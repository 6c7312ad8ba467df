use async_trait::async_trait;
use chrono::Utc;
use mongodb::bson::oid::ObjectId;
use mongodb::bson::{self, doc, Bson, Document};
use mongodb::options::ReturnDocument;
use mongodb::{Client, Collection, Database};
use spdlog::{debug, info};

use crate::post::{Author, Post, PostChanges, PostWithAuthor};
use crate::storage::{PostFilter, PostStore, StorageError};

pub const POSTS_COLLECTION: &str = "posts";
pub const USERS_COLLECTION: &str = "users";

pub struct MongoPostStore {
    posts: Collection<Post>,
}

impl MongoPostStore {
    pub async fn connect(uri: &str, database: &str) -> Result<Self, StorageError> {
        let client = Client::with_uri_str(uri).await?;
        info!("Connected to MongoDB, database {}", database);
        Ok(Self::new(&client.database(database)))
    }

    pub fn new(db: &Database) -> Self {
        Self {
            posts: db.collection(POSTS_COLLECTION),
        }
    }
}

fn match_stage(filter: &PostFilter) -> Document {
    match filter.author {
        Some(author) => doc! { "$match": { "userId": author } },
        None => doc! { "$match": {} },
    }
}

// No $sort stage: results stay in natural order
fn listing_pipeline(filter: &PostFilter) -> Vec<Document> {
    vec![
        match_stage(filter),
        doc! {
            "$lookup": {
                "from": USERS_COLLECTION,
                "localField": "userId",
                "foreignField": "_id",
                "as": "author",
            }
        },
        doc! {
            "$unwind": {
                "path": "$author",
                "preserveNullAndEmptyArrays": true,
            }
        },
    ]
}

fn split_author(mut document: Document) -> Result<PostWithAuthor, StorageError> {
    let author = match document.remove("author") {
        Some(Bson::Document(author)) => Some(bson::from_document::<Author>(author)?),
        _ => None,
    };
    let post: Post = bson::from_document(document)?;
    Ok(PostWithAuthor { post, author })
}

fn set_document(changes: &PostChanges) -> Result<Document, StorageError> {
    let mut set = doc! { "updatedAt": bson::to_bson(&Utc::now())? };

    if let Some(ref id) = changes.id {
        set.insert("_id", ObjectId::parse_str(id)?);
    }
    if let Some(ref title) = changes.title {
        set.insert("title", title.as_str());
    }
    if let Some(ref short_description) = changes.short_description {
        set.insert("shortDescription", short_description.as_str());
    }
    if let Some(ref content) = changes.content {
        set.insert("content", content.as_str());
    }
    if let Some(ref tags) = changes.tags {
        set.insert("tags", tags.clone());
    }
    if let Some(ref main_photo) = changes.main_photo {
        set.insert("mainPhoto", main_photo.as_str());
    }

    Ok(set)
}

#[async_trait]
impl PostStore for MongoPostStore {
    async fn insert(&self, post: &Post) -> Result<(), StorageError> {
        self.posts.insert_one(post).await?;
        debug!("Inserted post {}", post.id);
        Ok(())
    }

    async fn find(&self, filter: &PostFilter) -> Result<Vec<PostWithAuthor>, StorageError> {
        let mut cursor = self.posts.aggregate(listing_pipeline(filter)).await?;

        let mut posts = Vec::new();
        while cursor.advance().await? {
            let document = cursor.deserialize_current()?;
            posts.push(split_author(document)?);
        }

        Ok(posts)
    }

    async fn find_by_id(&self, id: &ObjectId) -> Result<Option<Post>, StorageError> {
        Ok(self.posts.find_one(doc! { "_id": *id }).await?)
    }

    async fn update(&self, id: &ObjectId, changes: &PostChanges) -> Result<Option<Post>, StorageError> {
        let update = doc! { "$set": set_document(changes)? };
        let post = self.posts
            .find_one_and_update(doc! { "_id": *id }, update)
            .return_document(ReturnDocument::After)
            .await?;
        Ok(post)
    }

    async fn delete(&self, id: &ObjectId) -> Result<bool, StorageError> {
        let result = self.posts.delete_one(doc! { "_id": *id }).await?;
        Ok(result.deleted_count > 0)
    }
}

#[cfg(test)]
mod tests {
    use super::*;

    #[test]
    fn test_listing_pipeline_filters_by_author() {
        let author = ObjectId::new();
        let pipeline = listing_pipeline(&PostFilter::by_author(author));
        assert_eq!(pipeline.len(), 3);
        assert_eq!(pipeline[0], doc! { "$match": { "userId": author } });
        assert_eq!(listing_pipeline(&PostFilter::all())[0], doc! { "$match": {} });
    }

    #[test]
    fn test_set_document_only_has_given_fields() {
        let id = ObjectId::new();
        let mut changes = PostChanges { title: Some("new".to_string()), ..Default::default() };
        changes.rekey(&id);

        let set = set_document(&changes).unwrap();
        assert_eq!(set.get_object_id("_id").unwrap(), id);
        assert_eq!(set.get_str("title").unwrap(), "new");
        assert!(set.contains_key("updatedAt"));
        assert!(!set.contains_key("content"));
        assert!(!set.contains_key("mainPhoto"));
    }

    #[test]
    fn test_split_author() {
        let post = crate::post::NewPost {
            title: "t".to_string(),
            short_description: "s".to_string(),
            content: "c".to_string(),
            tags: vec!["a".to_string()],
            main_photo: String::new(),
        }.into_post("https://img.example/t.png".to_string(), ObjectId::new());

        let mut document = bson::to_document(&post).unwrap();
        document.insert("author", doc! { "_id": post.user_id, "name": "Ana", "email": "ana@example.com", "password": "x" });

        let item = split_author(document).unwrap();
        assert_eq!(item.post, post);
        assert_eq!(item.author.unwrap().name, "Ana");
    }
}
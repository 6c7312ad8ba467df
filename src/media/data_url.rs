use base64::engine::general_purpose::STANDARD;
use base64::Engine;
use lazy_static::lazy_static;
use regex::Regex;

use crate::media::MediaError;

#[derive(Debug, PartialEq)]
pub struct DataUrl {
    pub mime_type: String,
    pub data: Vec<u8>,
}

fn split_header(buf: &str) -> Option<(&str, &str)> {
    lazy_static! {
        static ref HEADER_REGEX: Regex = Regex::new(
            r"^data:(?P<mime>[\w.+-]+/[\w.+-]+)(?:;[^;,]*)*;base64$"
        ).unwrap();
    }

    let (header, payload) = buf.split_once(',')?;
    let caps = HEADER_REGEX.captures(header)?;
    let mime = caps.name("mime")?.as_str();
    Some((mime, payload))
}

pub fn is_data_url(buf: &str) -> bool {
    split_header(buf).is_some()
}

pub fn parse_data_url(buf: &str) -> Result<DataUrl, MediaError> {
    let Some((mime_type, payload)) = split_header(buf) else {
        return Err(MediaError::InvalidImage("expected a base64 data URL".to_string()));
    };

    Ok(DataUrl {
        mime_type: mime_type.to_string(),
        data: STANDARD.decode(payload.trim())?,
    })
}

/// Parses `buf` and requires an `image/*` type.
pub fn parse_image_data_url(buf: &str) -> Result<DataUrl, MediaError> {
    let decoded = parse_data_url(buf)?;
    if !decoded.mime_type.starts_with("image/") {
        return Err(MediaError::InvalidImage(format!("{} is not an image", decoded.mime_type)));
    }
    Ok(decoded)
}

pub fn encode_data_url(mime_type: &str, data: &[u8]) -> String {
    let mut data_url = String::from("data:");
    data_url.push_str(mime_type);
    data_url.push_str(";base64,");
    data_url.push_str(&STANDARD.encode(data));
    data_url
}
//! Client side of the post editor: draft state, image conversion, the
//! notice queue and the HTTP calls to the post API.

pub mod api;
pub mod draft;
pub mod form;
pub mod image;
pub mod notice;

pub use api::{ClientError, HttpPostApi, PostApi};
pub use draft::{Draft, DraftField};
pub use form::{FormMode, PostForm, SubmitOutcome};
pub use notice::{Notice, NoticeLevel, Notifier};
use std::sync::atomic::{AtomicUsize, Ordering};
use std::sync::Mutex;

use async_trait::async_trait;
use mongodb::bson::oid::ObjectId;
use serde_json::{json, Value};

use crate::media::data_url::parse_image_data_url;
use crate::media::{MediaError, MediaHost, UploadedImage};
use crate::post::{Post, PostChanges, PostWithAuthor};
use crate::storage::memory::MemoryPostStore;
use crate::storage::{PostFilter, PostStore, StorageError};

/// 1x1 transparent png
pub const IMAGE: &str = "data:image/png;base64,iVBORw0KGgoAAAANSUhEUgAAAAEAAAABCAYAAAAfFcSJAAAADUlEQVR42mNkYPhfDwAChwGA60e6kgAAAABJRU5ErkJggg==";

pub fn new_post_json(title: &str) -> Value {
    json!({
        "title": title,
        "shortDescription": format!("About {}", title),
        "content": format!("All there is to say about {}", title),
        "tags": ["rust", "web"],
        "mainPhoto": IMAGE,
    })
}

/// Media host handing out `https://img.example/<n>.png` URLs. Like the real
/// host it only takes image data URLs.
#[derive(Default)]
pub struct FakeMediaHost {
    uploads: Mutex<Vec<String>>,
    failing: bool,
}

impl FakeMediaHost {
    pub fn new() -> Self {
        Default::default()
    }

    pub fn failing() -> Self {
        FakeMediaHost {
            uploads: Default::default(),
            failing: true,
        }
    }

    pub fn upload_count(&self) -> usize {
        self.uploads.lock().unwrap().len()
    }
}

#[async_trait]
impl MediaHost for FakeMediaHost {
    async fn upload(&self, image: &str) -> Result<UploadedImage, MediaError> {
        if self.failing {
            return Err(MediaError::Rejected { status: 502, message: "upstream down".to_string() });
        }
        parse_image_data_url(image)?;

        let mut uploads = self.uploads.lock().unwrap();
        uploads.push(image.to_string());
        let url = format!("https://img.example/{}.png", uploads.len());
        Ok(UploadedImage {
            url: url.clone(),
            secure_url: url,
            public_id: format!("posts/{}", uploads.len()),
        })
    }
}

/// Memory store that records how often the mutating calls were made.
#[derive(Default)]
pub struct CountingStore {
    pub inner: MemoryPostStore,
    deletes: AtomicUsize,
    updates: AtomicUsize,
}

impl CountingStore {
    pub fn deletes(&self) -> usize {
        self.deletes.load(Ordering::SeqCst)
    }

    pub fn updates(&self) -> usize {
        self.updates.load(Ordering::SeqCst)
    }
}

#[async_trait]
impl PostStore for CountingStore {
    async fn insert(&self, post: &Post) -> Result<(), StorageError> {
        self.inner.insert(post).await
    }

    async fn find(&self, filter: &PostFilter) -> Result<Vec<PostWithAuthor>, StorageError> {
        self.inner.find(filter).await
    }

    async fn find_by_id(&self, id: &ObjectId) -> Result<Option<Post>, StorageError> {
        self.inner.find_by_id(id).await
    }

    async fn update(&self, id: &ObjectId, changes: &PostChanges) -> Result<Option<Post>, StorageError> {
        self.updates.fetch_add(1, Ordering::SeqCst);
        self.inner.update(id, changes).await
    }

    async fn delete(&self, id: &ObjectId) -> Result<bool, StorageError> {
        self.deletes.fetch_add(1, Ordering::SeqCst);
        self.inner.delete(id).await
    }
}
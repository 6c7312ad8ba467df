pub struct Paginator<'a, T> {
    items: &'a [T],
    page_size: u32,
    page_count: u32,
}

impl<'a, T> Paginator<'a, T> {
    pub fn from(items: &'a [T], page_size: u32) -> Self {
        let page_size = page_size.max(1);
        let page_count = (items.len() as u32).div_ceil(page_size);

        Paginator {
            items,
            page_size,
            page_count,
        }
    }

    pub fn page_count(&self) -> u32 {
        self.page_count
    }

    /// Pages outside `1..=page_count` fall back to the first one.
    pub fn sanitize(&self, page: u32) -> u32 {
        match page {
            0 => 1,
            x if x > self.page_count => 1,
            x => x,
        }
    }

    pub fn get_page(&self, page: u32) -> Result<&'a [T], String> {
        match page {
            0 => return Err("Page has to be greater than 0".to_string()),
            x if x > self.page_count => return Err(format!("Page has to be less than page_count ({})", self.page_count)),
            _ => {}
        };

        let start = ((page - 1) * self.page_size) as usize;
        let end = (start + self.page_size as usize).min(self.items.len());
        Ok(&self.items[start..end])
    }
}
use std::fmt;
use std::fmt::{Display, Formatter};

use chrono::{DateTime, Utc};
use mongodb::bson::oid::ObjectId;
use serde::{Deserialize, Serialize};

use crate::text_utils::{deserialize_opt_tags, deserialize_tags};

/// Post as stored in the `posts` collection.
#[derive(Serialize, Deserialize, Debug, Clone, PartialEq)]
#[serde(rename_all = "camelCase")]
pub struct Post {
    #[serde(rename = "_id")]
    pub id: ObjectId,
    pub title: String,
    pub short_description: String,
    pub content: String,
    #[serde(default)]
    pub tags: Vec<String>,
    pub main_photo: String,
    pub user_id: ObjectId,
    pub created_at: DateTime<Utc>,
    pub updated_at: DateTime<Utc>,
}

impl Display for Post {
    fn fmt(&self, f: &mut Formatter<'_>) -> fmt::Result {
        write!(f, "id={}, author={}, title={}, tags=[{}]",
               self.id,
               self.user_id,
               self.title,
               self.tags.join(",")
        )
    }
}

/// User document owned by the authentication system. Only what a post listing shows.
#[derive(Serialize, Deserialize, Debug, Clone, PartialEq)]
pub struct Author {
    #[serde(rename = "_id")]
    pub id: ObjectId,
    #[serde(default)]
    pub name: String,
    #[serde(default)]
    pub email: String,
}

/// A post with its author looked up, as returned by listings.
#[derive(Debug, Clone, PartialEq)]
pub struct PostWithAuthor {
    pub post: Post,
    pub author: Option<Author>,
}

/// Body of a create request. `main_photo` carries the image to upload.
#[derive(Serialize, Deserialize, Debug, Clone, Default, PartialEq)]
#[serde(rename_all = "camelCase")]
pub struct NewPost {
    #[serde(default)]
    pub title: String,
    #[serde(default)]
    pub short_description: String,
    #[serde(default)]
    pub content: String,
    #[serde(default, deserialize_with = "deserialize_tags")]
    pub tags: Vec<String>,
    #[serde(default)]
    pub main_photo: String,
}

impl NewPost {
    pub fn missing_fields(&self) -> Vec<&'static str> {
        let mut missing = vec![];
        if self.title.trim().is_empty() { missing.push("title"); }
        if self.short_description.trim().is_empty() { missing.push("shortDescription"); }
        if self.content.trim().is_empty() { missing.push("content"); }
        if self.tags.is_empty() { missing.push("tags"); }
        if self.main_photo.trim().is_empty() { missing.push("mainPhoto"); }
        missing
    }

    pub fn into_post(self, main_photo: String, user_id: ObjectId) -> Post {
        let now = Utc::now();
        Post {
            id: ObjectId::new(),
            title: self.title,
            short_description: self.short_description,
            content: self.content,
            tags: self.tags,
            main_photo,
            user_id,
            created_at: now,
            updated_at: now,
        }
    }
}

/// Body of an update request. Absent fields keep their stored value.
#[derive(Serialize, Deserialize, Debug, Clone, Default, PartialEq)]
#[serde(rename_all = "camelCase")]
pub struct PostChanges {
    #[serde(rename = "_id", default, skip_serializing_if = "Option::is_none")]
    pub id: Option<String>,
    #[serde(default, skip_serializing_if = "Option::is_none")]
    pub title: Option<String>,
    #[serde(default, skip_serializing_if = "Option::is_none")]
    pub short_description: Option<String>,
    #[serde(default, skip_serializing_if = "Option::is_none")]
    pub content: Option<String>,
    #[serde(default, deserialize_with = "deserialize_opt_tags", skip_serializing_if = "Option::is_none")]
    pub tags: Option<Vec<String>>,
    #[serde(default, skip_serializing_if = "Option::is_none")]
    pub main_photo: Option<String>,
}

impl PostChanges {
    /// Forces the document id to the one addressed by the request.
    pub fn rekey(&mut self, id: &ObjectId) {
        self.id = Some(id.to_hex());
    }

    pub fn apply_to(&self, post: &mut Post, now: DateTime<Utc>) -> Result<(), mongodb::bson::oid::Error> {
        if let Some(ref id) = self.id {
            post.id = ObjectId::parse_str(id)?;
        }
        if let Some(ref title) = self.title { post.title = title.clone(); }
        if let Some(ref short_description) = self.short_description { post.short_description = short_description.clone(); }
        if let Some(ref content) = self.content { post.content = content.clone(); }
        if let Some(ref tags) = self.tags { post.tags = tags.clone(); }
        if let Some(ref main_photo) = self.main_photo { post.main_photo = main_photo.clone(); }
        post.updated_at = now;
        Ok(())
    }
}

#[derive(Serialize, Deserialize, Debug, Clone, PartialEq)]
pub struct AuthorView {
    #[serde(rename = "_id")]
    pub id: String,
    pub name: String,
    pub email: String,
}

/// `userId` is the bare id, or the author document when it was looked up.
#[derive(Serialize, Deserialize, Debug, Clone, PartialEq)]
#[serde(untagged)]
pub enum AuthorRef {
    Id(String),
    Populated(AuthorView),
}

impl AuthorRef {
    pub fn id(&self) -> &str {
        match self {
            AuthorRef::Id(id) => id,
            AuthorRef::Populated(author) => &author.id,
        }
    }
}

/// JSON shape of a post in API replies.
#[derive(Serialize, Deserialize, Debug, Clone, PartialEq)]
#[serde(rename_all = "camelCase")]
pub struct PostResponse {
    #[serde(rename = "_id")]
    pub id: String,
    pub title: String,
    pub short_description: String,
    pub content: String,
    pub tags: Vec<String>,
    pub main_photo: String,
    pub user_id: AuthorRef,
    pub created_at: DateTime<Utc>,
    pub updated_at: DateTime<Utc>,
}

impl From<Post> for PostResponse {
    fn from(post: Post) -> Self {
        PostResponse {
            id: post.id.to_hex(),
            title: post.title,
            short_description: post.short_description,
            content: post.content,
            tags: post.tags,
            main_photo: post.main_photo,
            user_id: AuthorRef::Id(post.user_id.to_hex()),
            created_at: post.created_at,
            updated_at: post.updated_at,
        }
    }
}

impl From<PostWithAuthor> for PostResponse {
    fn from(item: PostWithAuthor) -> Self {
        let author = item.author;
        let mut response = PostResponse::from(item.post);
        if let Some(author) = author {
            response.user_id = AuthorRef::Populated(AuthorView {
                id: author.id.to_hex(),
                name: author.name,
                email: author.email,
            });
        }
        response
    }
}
· · · ·
AIM OF THE EXERCISE = Should a line in the material contain "ReturnDocument", copy it.

TASK ANSWER =
use mongodb::options::ReturnDocument;
            .return_document(ReturnDocument::After)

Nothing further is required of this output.